Click the image to go to there.
(I really like that it lists its “Best Value” partner book as The Astonishing Secret of Awesome Man. I’ve never heard of this book, but I love Michael Chabon. I’d order both and get that 5% off if I were you.)
I love Amazon. Wait, I mean I hate Amazon.
A friend of mine told me that she read all the reviews of Brownie & Pearl Step Out on Amazon and that it was both good and bad. Not being someone who is good at ignoring the press, I had to do the same. I laughed, I cried. Here is a selection of quotes, gleefully taken out of context.
…the book is well made with great drawings.
The print and illustrations are vivid with girl-like colors.
Judging a book by it’s cover I would say this book has a lot of potential. The illustrations are fun and colorful.
Nice cartoons, simple phrases.
…few, simple words and some beautiful fun illustrations.
Too much for the eye.
The pictures are cute…
…a really fun book that’s well-illustrated. It is visually appealing, with vibrant illustrations.

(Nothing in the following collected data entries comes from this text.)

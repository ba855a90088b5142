//! Any change to signed content must surface as a digest mismatch, and any
//! change to formatting alone must not.

use dte_core::{parse, Element};
use dte_crypto::fixtures::local_signer;
use dte_crypto::{sign_enveloped, verify, Reference, SignatureAlgorithm, SignatureError};
use proptest::prelude::*;

fn invoice(amount: u64, name: &str) -> Element {
    let name = name.replace('&', "&amp;").replace('<', "&lt;");
    parse(&format!(
        r#"<DTE xmlns="http://www.sii.cl/SiiDte" version="1.0"><Documento ID="F7T33"><Encabezado><Receptor><RznSocRecep>{name}</RznSocRecep></Receptor><Totales><MntTotal>{amount}</MntTotal></Totales></Encabezado></Documento></DTE>"#
    ))
    .unwrap()
}

fn signed(amount: u64, name: &str) -> Element {
    let mut doc = invoice(amount, name);
    sign_enveloped(&mut doc, Reference::Id("F7T33"), &local_signer(3), SignatureAlgorithm::RsaSha1)
        .unwrap();
    doc
}

proptest! {
    #![proptest_config(ProptestConfig::with_cases(16))]

    #[test]
    fn altered_amount_is_detected(amount in 1u64..10_000_000, delta in 1u64..1000) {
        let mut doc = signed(amount, "Cliente");
        let total = doc.find_mut("Documento/Encabezado/Totales/MntTotal").unwrap();
        *total = Element::leaf("MntTotal", (amount + delta).to_string());
        let is_mismatch = matches!(verify(&doc, "F7T33"), Err(SignatureError::DigestMismatch { .. }));
        prop_assert!(is_mismatch);
    }

    #[test]
    fn reformatting_is_not_tampering(amount in 1u64..10_000_000, name in "[A-Za-z][A-Za-z &<]{0,20}") {
        let doc = signed(amount, &name);
        let spaced = doc.to_document().replace("><", ">\n\t<");
        let reparsed = parse(&spaced).unwrap();
        prop_assert!(verify(&reparsed, "F7T33").is_ok());
    }
}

…the big, bright illustrations by Brian Biggs are digital images that, fortunately, don’t look digital…
The illustrations by Brian Biggs are the best part of this book. Brightly colored with attention to detail, including a flower on Pearl’s head and a hat on the bird in the tree, they will capture the attention of young children. I wonder how many kids will comment on Brownie mismatched socks, which are very chic.

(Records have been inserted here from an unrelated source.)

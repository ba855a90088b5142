//! # Stamp Subcommand
//!
//! Stamps a document with a folio authorization, optionally signing it in
//! the same pass.

use std::path::PathBuf;

use anyhow::{Context, Result};
use clap::Args;
use dte_core::SystemClock;
use dte_stamp::{sign_document, StampGenerator};

use crate::common::{read_document, write_output, AuthorityArgs, SignerArgs};

/// Arguments for the `dte stamp` subcommand.
#[derive(Args, Debug)]
pub struct StampArgs {
    /// Unstamped document (`DTE` root).
    pub document: PathBuf,

    /// Folio authorization covering the document's type and folio.
    #[arg(long)]
    pub caf: PathBuf,

    #[command(flatten)]
    pub authority: AuthorityArgs,

    /// Sign the stamped document as well.
    #[arg(long)]
    pub sign: bool,

    #[command(flatten)]
    pub signer: SignerArgs,

    /// Output file. Defaults to stdout.
    #[arg(short, long)]
    pub output: Option<PathBuf>,
}

/// Execute the stamp subcommand.
pub fn run_stamp(args: &StampArgs) -> Result<u8> {
    let auth = args
        .authority
        .validator()?
        .validate_file(&args.caf)
        .with_context(|| format!("validating {}", args.caf.display()))?;
    let document = read_document(&args.document)?;
    let stamped = StampGenerator::with_system_clock()
        .stamp(document, &auth)
        .with_context(|| format!("stamping {}", args.document.display()))?;
    tracing::info!(
        document_type = %auth.document_type(),
        folio = stamped.ted().folio(),
        "document stamped"
    );

    let xml = if args.sign {
        let signer = args.signer.load()?;
        sign_document(stamped, &signer, &SystemClock)
            .context("signing stamped document")?
            .to_xml()
    } else {
        stamped.document().to_xml()
    };
    write_output(args.output.as_deref(), &xml)?;
    Ok(0)
}

#[cfg(test)]
mod tests {
    use super::*;
    use crate::test_support::{read, Scratch};
    use dte_core::DocumentType;
    use dte_stamp::fixtures::caf_validator;
    use dte_stamp::{Document, SignedDocument, StampError, Ted};

    fn args(scratch: &Scratch, folio: u64, sign: bool) -> StampArgs {
        StampArgs {
            document: scratch.write_document(DocumentType::INVOICE, folio),
            caf: scratch.write_caf(DocumentType::INVOICE, 21, 30),
            authority: scratch.authority_args(),
            sign,
            signer: scratch.signer_args(),
            output: Some(scratch.path(&format!("stamped-{folio}.xml"))),
        }
    }

    #[test]
    fn stamps_document_in_range() {
        let scratch = Scratch::new();
        let args = args(&scratch, 21, false);
        assert_eq!(run_stamp(&args).unwrap(), 0);

        let out = Document::from_xml(&read(args.output.as_ref().unwrap())).unwrap();
        let ted = Ted::from_document(&out).unwrap();
        assert_eq!(ted.folio(), 21);
        let auth = caf_validator().validate(&read(&args.caf)).unwrap();
        ted.verify(&auth).unwrap();
    }

    #[test]
    fn stamp_and_sign_in_one_pass() {
        let scratch = Scratch::new();
        let args = args(&scratch, 30, true);
        run_stamp(&args).unwrap();
        let out = Document::from_xml(&read(args.output.as_ref().unwrap())).unwrap();
        let signed = SignedDocument::from_document(out).unwrap();
        assert_eq!(signed.folio(), 30);
    }

    #[test]
    fn folio_outside_authorization_fails() {
        let scratch = Scratch::new();
        let err = run_stamp(&args(&scratch, 31, false)).unwrap_err();
        assert!(matches!(
            err.downcast_ref::<StampError>(),
            Some(StampError::FolioOutOfRange { folio: 31, .. })
        ));
    }
}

The pictures are fun for small kids to look at, though.
The illustrations by Biggs are bright, cartoon, and friendly.
Brownie’s huge head conveys expressions that will entertain young children.
It does not have a lot of words which is perfect to me who has to read books over and over to my daughter. Illustrations are cute.
The illustrations, by Brian Biggs, have me torn. They’re cute and have some fun details (Brownie’s mis-matched socks, for example), but there’s a certain lack of colorfulness in half of them, with mint green, pink and brown the primary colors. It’s not bad, it’s just not a color set that appeals to me outside of ice cream.
The story contains bold and vibrant imaginative images of illustrator Brian Biggs, the art work is superbly done to ignite the imaginations of all.
Girls will like the colors and the kitty.
Nice, big, semi interesting illustrations.
The bold, solid colors in the illustrations are able to grab children’s attention.
the sentences are so simple and the pictures are bright and colorful–very girly in a very fun way!
And here’s the best one:
This is without a doubt a little girl’s book, a book dominated by cuteness an by the color pink. The book’s spine is trimmed in a flowery pink design. Brownie and Pearl wear pink flowers on their heads and Brownie carries a present wrapped in pink. On the book’s pages you’ll see pink tulips in a window box, pink balloons, pink straws, pink curtains, Brownie’s pink collar, pink hair bands, pink sweaters, and even lots of pink ice cream. It’s all very reminiscent of a Strawberry Shortcake story.
I guess he noticed the pink. This one continues:
The digital graphics done by Brian Biggs are a mix of realistic and cartoonish. Pearl looks more like a stuffed animal than a real cat, but maybe it’s the vague approximation of a cat that adds to the cuteness and charm of the character. Contrasting with the elementary drawings is the picture of the brownstone bedecked with balloons that’s notable for its detail.
“Vague approximation of a cat?” I just love that. I’ll never look at Charlie “vague approximation of a boy” Brown or Mickey “vague approximation of a mouse” Mouse the same way again.